Stored items from a collection:
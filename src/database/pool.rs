use crate::config::get_config;
use crate::error::Result;
use sqlx::{sqlite::SqlitePoolOptions, SqlitePool};

pub async fn create_pool() -> Result<SqlitePool> {
    let config = get_config();
    let pool = SqlitePoolOptions::new()
        .max_connections(10)
        .acquire_timeout(std::time::Duration::from_secs(30))
        .connect(&config.database_url)
        .await?;

    // WAL keeps readers unblocked while the dispatcher writes status updates.
    sqlx::query("PRAGMA journal_mode=WAL;").execute(&pool).await?;
    sqlx::query("PRAGMA foreign_keys=ON;").execute(&pool).await?;

    Ok(pool)
}
async fn setup() -> (Router, AppState, Arc<RecordingBot>) {
    dotenvy::dotenv().ok();
    env::set_var("SERVER_ADDRESS", "127.0.0.1:0");
    env::set_var("DATABASE_URL", "sqlite::memory:");
    env::set_var("BRAND_NAME", "PixelDrop");
    env::set_var("CRON_SECRET", CRON_SECRET);
    env::remove_var("TELEGRAM_BOT_TOKEN");
    env::remove_var("TELEGRAM_CHANNEL_ID");
    env::remove_var("OPENAI_API_KEY");
    let _ = pixeldrop_backend::config::init_config();

    let pool = pixeldrop_backend::database::pool::create_pool()
        .await
        .expect("pool");
    sqlx::migrate!("./migrations")
        .run(&pool)
        .await
        .expect("migrations");

    let bot = Arc::new(RecordingBot::default());
    let state = AppState::with_bot(pool, reqwest::Client::new(), bot.clone());
    let app = Router::new()
        .route("/api/scheduler", post(routes::scheduler::dispatch_all))
        .route(
            "/api/scheduler/selected",
            post(routes::scheduler::dispatch_selected),
        )
        .route("/api/cron/daily-post", get(routes::cron::daily_post))
        .route("/api/cron/cleanup", get(routes::cron::cleanup))
        .with_state(state.clone());
    (app, state, bot)
}

async fn seed_post(pool: &SqlitePool, image_url: &str, status: &str, hour: u32) -> String {
    let id = Uuid::new_v4().to_string();
    let created_at = Utc.with_ymd_and_hms(2025, 6, 1, hour, 0, 0).unwrap();
    sqlx::query("INSERT INTO posts (id, image_url, caption, status, created_at) VALUES (?, ?, ?, ?, ?)")
        .bind(&id)
        .bind(image_url)
        .bind(format!("Caption for {}", image_url))
        .bind(status)
        .bind(created_at)
        .execute(pool)
        .await
        .expect("seed post");
    id
}

async fn post_status(pool: &SqlitePool, id: &str) -> (String, Option<String>) {
    sqlx::query_as::<_, (String, Option<String>)>("SELECT status, sent_at FROM posts WHERE id = ?")
        .bind(id)
        .fetch_one(pool)
        .await
        .expect("post row")
}

async fn store_credentials(state: &AppState) {
    state
        .config_service
        .upsert(Some("12345:seed-token"), Some("@pixeldrop"))
        .await
        .expect("store credentials");
}

fn dispatch_request(body: Option<JsonValue>) -> Request<Body> {
    let builder = Request::builder()
        .method("POST")
        .uri("/api/scheduler")
        .header("authorization", format!("Bearer {}", CRON_SECRET));
    match body {
        Some(body) => builder
            .header("content-type", "application/json")
            .body(Body::from(body.to_string()))
            .unwrap(),
        None => builder.body(Body::empty()).unwrap(),
    }
}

- Aim of the task -
The records above are to be set down again exactly as written.

- Exercise output -
filename src/database/pool.rs
use crate::config::get_config;
use crate::error::Result;
use sqlx::{sqlite::SqlitePoolOptions, SqlitePool};

pub async fn create_pool() -> Result<SqlitePool> {
    let config = get_config();
    let pool = SqlitePoolOptions::new()
        .max_connections(10)
        .acquire_timeout(std::time::Duration::from_secs(30))
        .connect(&config.database_url)
        .await?;

    // WAL keeps readers unblocked while the dispatcher writes status updates.
    sqlx::query("PRAGMA journal_mode=WAL;").execute(&pool).await?;
    sqlx::query("PRAGMA foreign_keys=ON;").execute(&pool).await?;

    Ok(pool)
}
async fn setup() -> (Router, AppState, Arc<RecordingBot>) {
    dotenvy::dotenv().ok();
    env::set_var("SERVER_ADDRESS", "127.0.0.1:0");
    env::set_var("DATABASE_URL", "sqlite::memory:");
    env::set_var("BRAND_NAME", "PixelDrop");
    env::set_var("CRON_SECRET", CRON_SECRET);
    env::remove_var("TELEGRAM_BOT_TOKEN");
    env::remove_var("TELEGRAM_CHANNEL_ID");
    env::remove_var("OPENAI_API_KEY");
    let _ = pixeldrop_backend::config::init_config();

    let pool = pixeldrop_backend::database::pool::create_pool()
        .await
        .expect("pool");
    sqlx::migrate!("./migrations")
        .run(&pool)
        .await
        .expect("migrations");

    let bot = Arc::new(RecordingBot::default());
    let state = AppState::with_bot(pool, reqwest::Client::new(), bot.clone());
    let app = Router::new()
        .route("/api/scheduler", post(routes::scheduler::dispatch_all))
        .route(
            "/api/scheduler/selected",
            post(routes::scheduler::dispatch_selected),
        )
        .route("/api/cron/daily-post", get(routes::cron::daily_post))
        .route("/api/cron/cleanup", get(routes::cron::cleanup))
        .with_state(state.clone());
    (app, state, bot)
}

async fn seed_post(pool: &SqlitePool, image_url: &str, status: &str, hour: u32) -> String {
    let id = Uuid::new_v4().to_string();
    let created_at = Utc.with_ymd_and_hms(2025, 6, 1, hour, 0, 0).unwrap();
    sqlx::query("INSERT INTO posts (id, image_url, caption, status, created_at) VALUES (?, ?, ?, ?, ?)")
        .bind(&id)
        .bind(image_url)
        .bind(format!("Caption for {}", image_url))
        .bind(status)
        .bind(created_at)
        .execute(pool)
        .await
        .expect("seed post");
    id
}

async fn post_status(pool: &SqlitePool, id: &str) -> (String, Option<String>) {
    sqlx::query_as::<_, (String, Option<String>)>("SELECT status, sent_at FROM posts WHERE id = ?")
        .bind(id)
        .fetch_one(pool)
        .await
        .expect("post row")
}

async fn store_credentials(state: &AppState) {
    state
        .config_service
        .upsert(Some("12345:seed-token"), Some("@pixeldrop"))
        .await
        .expect("store credentials");
}

fn dispatch_request(body: Option<JsonValue>) -> Request<Body> {
    let builder = Request::builder()
        .method("POST")
        .uri("/api/scheduler")
        .header("authorization", format!("Bearer {}", CRON_SECRET));
    match body {
        Some(body) => builder
            .header("content-type", "application/json")
            .body(Body::from(body.to_string()))
            .unwrap(),
        None => builder.body(Body::empty()).unwrap(),
    }
}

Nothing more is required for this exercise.